Person of the Year: Tony Blair

For our inaugural Person of the Year, we chose the world’s preeminent leader, British Prime Minister Tony Blair.

The editorial board (that’s Eric and Rachel to you) debated long and hard. Should we pick Osama Bin Laden? Too negative. George W. Bush? Never!

Sen. James Jeffords, author Jo Rowling or baseball great Mark McGwire might have been selected, if not for recent events that made a lighter choice seem unacceptable.

And so we settled on Blair, a brilliant politician who was tested politically both at home and abroad this year.

Sure, some may criticize him for playing Robin to Bush’s Batman. And many across the pond say his world influence is upsetting Britain’s balance of power.

But from our perspective, he’s everything you could want in a leader.

We first fell in love with our Person of the Year while watching the Prime Minister’s Questions on C-SPAN. Here’s an articulate guy who can take on the House of Commons with nothing but a few pages of notes in front of him. (The session takes place each Wednesday for half an hour and the MPs do not generally tell Blair what they’re going to ask him about.) Just imagine Bush getting pelted with questions from the Senate once a week… Forget the hoopla about Defense Secretary Donald Rumsfeld’s briefings. This is the real highlight of C-SPAN’s schedule.

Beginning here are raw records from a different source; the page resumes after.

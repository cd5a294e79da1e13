use std::error::Error as StdError;

use axum::{
    http::StatusCode,
    response::{IntoResponse, Response},
};
use thiserror::Error;

use crate::{application::optimizer::OptimizeError, infra::error::InfraError};

#[derive(Debug, Clone)]
pub struct ErrorReport {
    pub source: &'static str,
    pub status: StatusCode,
    pub messages: Vec<String>,
}

impl ErrorReport {
    pub fn from_error(source: &'static str, status: StatusCode, error: &dyn StdError) -> Self {
        let mut messages = Vec::new();
        messages.push(error.to_string());
        let mut current = error.source();
        while let Some(inner) = current {
            messages.push(inner.to_string());
            current = inner.source();
        }
        Self {
            source,
            status,
            messages,
        }
    }

    pub fn from_message(
        source: &'static str,
        status: StatusCode,
        message: impl Into<String>,
    ) -> Self {
        Self {
            source,
            status,
            messages: vec![message.into()],
        }
    }

    pub fn attach(self, response: &mut Response) {
        response.extensions_mut().insert(self);
    }
}

#[derive(Debug)]
pub struct HttpError {
    status: StatusCode,
    public_message: &'static str,
    report: ErrorReport,
}

impl HttpError {
    pub fn new(
        source: &'static str,
        status: StatusCode,
        public_message: &'static str,
        detail: impl Into<String>,
    ) -> Self {
        let report = ErrorReport::from_message(source, status, detail);
        Self {
            status,
            public_message,
            report,
        }
    }

    pub fn from_error(
        source: &'static str,
        status: StatusCode,
        public_message: &'static str,
        error: &dyn StdError,
    ) -> Self {
        let report = ErrorReport::from_error(source, status, error);
        Self {
            status,
            public_message,
            report,
        }
    }

    pub fn status(&self) -> StatusCode {
        self.status
    }
}

impl IntoResponse for HttpError {
    fn into_response(self) -> Response {
        let mut response = (self.status, self.public_message).into_response();
        self.report.attach(&mut response);
        response
    }
}

impl From<OptimizeError> for HttpError {
    fn from(error: OptimizeError) -> Self {
        HttpError::from_error(
            "application::optimizer",
            StatusCode::INTERNAL_SERVER_ERROR,
            "Internal server error",
            &error,
        )
    }
}

#[derive(Debug, Error)]
pub enum AppError {
    #[error(transparent)]
    Infra(#[from] InfraError),
    #[error(transparent)]
    Optimize(#[from] OptimizeError),
    #[error("validation failed: {0}")]
    Validation(String),
    #[error("unexpected error: {0}")]
    Unexpected(String),
}

impl AppError {
    pub fn validation(message: impl Into<String>) -> Self {
        Self::Validation(message.into())
    }

    pub fn unexpected(message: impl Into<String>) -> Self {
        Self::Unexpected(message.into())
    }
}

#[cfg(test)]
mod tests {
    use super::*;
    use crate::{application::optimizer::TransformError, domain::pass::Pass};

    #[test]
    fn report_collects_source_chain() {
        let error = OptimizeError::Pass {
            pass: Pass::CombineCss,
            source: TransformError::rewrite("unbalanced markup"),
        };

        let report = ErrorReport::from_error("test", StatusCode::INTERNAL_SERVER_ERROR, &error);

        assert_eq!(
            report.messages,
            vec![
                "combine_css pass failed".to_string(),
                "html rewrite failed: unbalanced markup".to_string(),
            ]
        );
    }

    #[test]
    fn http_error_attaches_report() {
        let response = HttpError::new(
            "test",
            StatusCode::BAD_GATEWAY,
            "Bad gateway",
            "origin refused connection",
        )
        .into_response();

        assert_eq!(response.status(), StatusCode::BAD_GATEWAY);
        let report = response
            .extensions()
            .get::<ErrorReport>()
            .expect("report attached");
        assert_eq!(report.messages, vec!["origin refused connection".to_string()]);
    }
}
//! Google Fonts request merging.
//!
//! Every `fonts.googleapis.com/css` stylesheet link is folded into one request
//! carrying the union of the requested families and subsets. Links with any
//! other query parameter (`text`, `effect`, a `display` other than `swap`) ask
//! for something the merged request cannot express and are left as they are.

use std::{cell::RefCell, rc::Rc};

use lol_html::{RewriteStrSettings, element, rewrite_str};
use url::{Url, form_urlencoded};

use super::{Candidate, decode_ampersands, escape_attribute, has_token, swap_in_bundle};
use crate::application::optimizer::{Transform, TransformError};

const SELECTOR: &str = "link[href]";
const FONTS_HOST: &str = "fonts.googleapis.com";
const FONTS_ENDPOINT: &str = "https://fonts.googleapis.com/css";

#[derive(Debug, Default)]
struct FontRequest {
    candidates: Vec<Candidate>,
    families: Vec<String>,
    subsets: Vec<String>,
}

impl FontRequest {
    fn absorb(&mut self, ordinal: usize, url: &Url) {
        for (key, value) in url.query_pairs() {
            match key.as_ref() {
                "family" => push_unique(&mut self.families, value.split('|')),
                "subset" => push_unique(&mut self.subsets, value.split(',')),
                _ => {}
            }
        }
        self.candidates.push(Candidate {
            ordinal,
            path: url.path().to_string(),
        });
    }

    fn href(&self) -> String {
        let mut query = form_urlencoded::Serializer::new(String::new());
        query.append_pair("family", &self.families.join("|"));
        if !self.subsets.is_empty() {
            query.append_pair("subset", &self.subsets.join(","));
        }
        query.append_pair("display", "swap");
        format!("{FONTS_ENDPOINT}?{}", query.finish())
    }
}

fn push_unique<'a>(into: &mut Vec<String>, values: impl Iterator<Item = &'a str>) {
    for value in values.map(str::trim).filter(|value| !value.is_empty()) {
        if !into.iter().any(|existing| existing == value) {
            into.push(value.to_string());
        }
    }
}

/// True when the request only uses parameters the merged link reproduces.
fn is_mergeable(url: &Url) -> bool {
    url.query_pairs()
        .all(|(key, value)| match key.as_ref() {
            "family" | "subset" => true,
            "display" => value == "swap",
            _ => false,
        })
}

fn parse_fonts_url(href: &str) -> Option<Url> {
    let href = decode_ampersands(href.trim());
    let absolute = if href.starts_with("//") {
        format!("https:{href}")
    } else {
        href
    };
    let url = Url::parse(&absolute).ok()?;
    let on_fonts_host = url
        .host_str()
        .is_some_and(|host| host.eq_ignore_ascii_case(FONTS_HOST));
    (on_fonts_host && url.path() == "/css" && is_mergeable(&url)).then_some(url)
}

pub struct FontsCombinator;

impl FontsCombinator {
    fn collect(html: &str) -> Result<FontRequest, TransformError> {
        let request = Rc::new(RefCell::new(FontRequest::default()));
        let ordinal = Rc::new(RefCell::new(0usize));

        rewrite_str(
            html,
            RewriteStrSettings {
                element_content_handlers: vec![element!(SELECTOR, {
                    let request = Rc::clone(&request);
                    let ordinal = Rc::clone(&ordinal);
                    move |el| {
                        let index = {
                            let mut ordinal = ordinal.borrow_mut();
                            let index = *ordinal;
                            *ordinal += 1;
                            index
                        };

                        let is_stylesheet = el
                            .get_attribute("rel")
                            .is_some_and(|rel| has_token(&rel, "stylesheet"));
                        if is_stylesheet
                            && let Some(url) = el
                                .get_attribute("href")
                                .and_then(|href| parse_fonts_url(&href))
                        {
                            request.borrow_mut().absorb(index, &url);
                        }
                        Ok(())
                    }
                })],
                ..RewriteStrSettings::default()
            },
        )?;

        Ok(request.take())
    }
}

impl Transform for FontsCombinator {
    fn transform(&self, html: String) -> Result<String, TransformError> {
        let request = Self::collect(&html)?;
        if request.candidates.len() < 2 || request.families.is_empty() {
            return Ok(html);
        }

        let tag = format!(
            r#"<link rel="stylesheet" href="{}" type="text/css">"#,
            escape_attribute(&request.href())
        );
        swap_in_bundle(&html, SELECTOR, &request.candidates, &tag)
    }
}
//! Transform sequencer.
//!
//! Applies the optional optimization passes to a captured page in the fixed
//! order of [`Pass::ORDER`]. AMP documents short-circuit before any pass runs.

use std::{sync::Arc, time::Instant};

use metrics::{counter, histogram};
use serde::Serialize;
use thiserror::Error;
use tracing::{debug, instrument};

use crate::{
    application::assets::AssetError,
    domain::{amp::is_amp_document, pass::Pass},
};

/// Failure raised by a single pass.
#[derive(Debug, Error)]
pub enum TransformError {
    #[error("html rewrite failed: {message}")]
    Rewrite { message: String },
    #[error("minified output is not valid UTF-8")]
    Encoding(#[from] std::string::FromUtf8Error),
    #[error(transparent)]
    Asset(#[from] AssetError),
}

impl TransformError {
    pub fn rewrite(message: impl Into<String>) -> Self {
        Self::Rewrite {
            message: message.into(),
        }
    }
}

impl From<lol_html::errors::RewritingError> for TransformError {
    fn from(error: lol_html::errors::RewritingError) -> Self {
        Self::rewrite(error.to_string())
    }
}

/// Failure of the sequencer; carries the pass that raised it.
#[derive(Debug, Error)]
pub enum OptimizeError {
    #[error("{pass} pass failed")]
    Pass {
        pass: Pass,
        #[source]
        source: TransformError,
    },
}

/// A rewrite of a whole HTML document.
pub trait Transform: Send + Sync {
    fn transform(&self, html: String) -> Result<String, TransformError>;
}

impl<F> Transform for F
where
    F: Fn(String) -> Result<String, TransformError> + Send + Sync,
{
    fn transform(&self, html: String) -> Result<String, TransformError> {
        self(html)
    }
}

/// Boolean settings that switch individual passes on.
pub trait FeatureFlags: Send + Sync {
    fn is_enabled(&self, pass: Pass) -> bool;
}

/// Static pass toggles resolved from configuration.
#[derive(Debug, Clone, Copy, Default, PartialEq, Eq)]
pub struct PassToggles {
    pub optimize_html: bool,
    pub combine_css: bool,
    pub combine_javascript: bool,
    pub combine_google_fonts: bool,
    pub dns_prefetch: bool,
}

impl PassToggles {
    pub fn all() -> Self {
        Self {
            optimize_html: true,
            combine_css: true,
            combine_javascript: true,
            combine_google_fonts: true,
            dns_prefetch: true,
        }
    }

    pub fn only(pass: Pass) -> Self {
        Self::default().with(pass, true)
    }

    pub fn with(mut self, pass: Pass, enabled: bool) -> Self {
        *self.slot(pass) = enabled;
        self
    }

    fn slot(&mut self, pass: Pass) -> &mut bool {
        match pass {
            Pass::MinifyHtml => &mut self.optimize_html,
            Pass::CombineCss => &mut self.combine_css,
            Pass::CombineJs => &mut self.combine_javascript,
            Pass::CombineFonts => &mut self.combine_google_fonts,
            Pass::DnsPrefetch => &mut self.dns_prefetch,
        }
    }
}

impl From<&crate::config::OptimizerSettings> for PassToggles {
    fn from(settings: &crate::config::OptimizerSettings) -> Self {
        Self {
            optimize_html: settings.optimize_html,
            combine_css: settings.combine_css,
            combine_javascript: settings.combine_javascript,
            combine_google_fonts: settings.combine_google_fonts,
            dns_prefetch: settings.dns_prefetch,
        }
    }
}

impl FeatureFlags for PassToggles {
    fn is_enabled(&self, pass: Pass) -> bool {
        match pass {
            Pass::MinifyHtml => self.optimize_html,
            Pass::CombineCss => self.combine_css,
            Pass::CombineJs => self.combine_javascript,
            Pass::CombineFonts => self.combine_google_fonts,
            Pass::DnsPrefetch => self.dns_prefetch,
        }
    }
}

/// The five collaborators, one per [`Pass`].
#[derive(Clone)]
pub struct Passes {
    pub minify_html: Arc<dyn Transform>,
    pub combine_css: Arc<dyn Transform>,
    pub combine_js: Arc<dyn Transform>,
    pub combine_fonts: Arc<dyn Transform>,
    pub dns_prefetch: Arc<dyn Transform>,
}

impl Passes {
    pub fn get(&self, pass: Pass) -> &dyn Transform {
        match pass {
            Pass::MinifyHtml => self.minify_html.as_ref(),
            Pass::CombineCss => self.combine_css.as_ref(),
            Pass::CombineJs => self.combine_js.as_ref(),
            Pass::CombineFonts => self.combine_fonts.as_ref(),
            Pass::DnsPrefetch => self.dns_prefetch.as_ref(),
        }
    }
}

/// Result of a sequencer run.
#[derive(Debug, Clone, Serialize)]
pub struct Optimized {
    #[serde(skip)]
    pub html: String,
    pub amp: bool,
    pub applied: Vec<Pass>,
}

pub struct Optimizer {
    flags: Arc<dyn FeatureFlags>,
    passes: Passes,
}

impl Optimizer {
    pub fn new(flags: Arc<dyn FeatureFlags>, passes: Passes) -> Self {
        Self { flags, passes }
    }

    /// Run the pipeline and return only the resulting markup.
    pub fn run(&self, html: String) -> Result<String, OptimizeError> {
        self.optimize(html).map(|optimized| optimized.html)
    }

    /// Run the pipeline, recording the AMP decision and the passes applied.
    #[instrument(skip_all, fields(bytes = html.len()))]
    pub fn optimize(&self, html: String) -> Result<Optimized, OptimizeError> {
        if is_amp_document(&html) {
            counter!("pagewright_amp_bypass_total").increment(1);
            debug!(
                target = "pagewright::optimizer",
                "amp document, skipping optimizations"
            );
            return Ok(Optimized {
                html,
                amp: true,
                applied: Vec::new(),
            });
        }

        let started = Instant::now();
        let mut html = html;
        let mut applied = Vec::new();

        for pass in Pass::ORDER {
            if !self.flags.is_enabled(pass) {
                continue;
            }
            html = self
                .passes
                .get(pass)
                .transform(html)
                .map_err(|source| OptimizeError::Pass { pass, source })?;
            counter!("pagewright_pass_applied_total", "pass" => pass.as_str()).increment(1);
            applied.push(pass);
        }

        counter!("pagewright_pages_optimized_total").increment(1);
        histogram!("pagewright_optimize_ms").record(started.elapsed().as_secs_f64() * 1000.0);
        debug!(
            target = "pagewright::optimizer",
            passes = applied.len(),
            bytes = html.len(),
            "page optimized"
        );

        Ok(Optimized {
            html,
            amp: false,
            applied,
        })
    }
}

Our crush on the prime minister was complete after his Oct. 3 speech to the Labour Party. Blair has a coherent worldview — and the ability to express it. He laid out a brilliant domestic agenda, talking about the amazing things his party might do and the ways in which Britain could be a leader, not a follower in Europe. “This is an extraordinary moment for progressive politics,” he said. “Our values are the right ones for this age: the power of community, solidarity, the collective ability to further the individual’s interests.”

Blair also took on the Sept. 11 attacks and what the civilized world’s response to them should be. It was Blair who first named Bin Laden as Public Enemy No. 1 and Blair who first articulated how things were going to work. “I say to the Taliban: Surrender the terrorists; or surrender power. It’s your choice,” he said.

And, in a masterful stroke, Blair made globalization seem real — rather than an esoteric subject mostly left to protesters and Alan Greenspan, or a cutesy term reserved for Hillary Clinton’s village. “Today conflicts rarely stay within national boundaries,” Blair said. “Today a tremor in one financial market is repeated in the markets of the world. Today confidence is global; either its presence or its absence. Today the threat is chaos; because for people with work to do, family life to balance, mortgages to pay, careers to further, pensions to provide, the yearning is for order and stability and if it doesn’t exist elsewhere, it is unlikely to exist here.”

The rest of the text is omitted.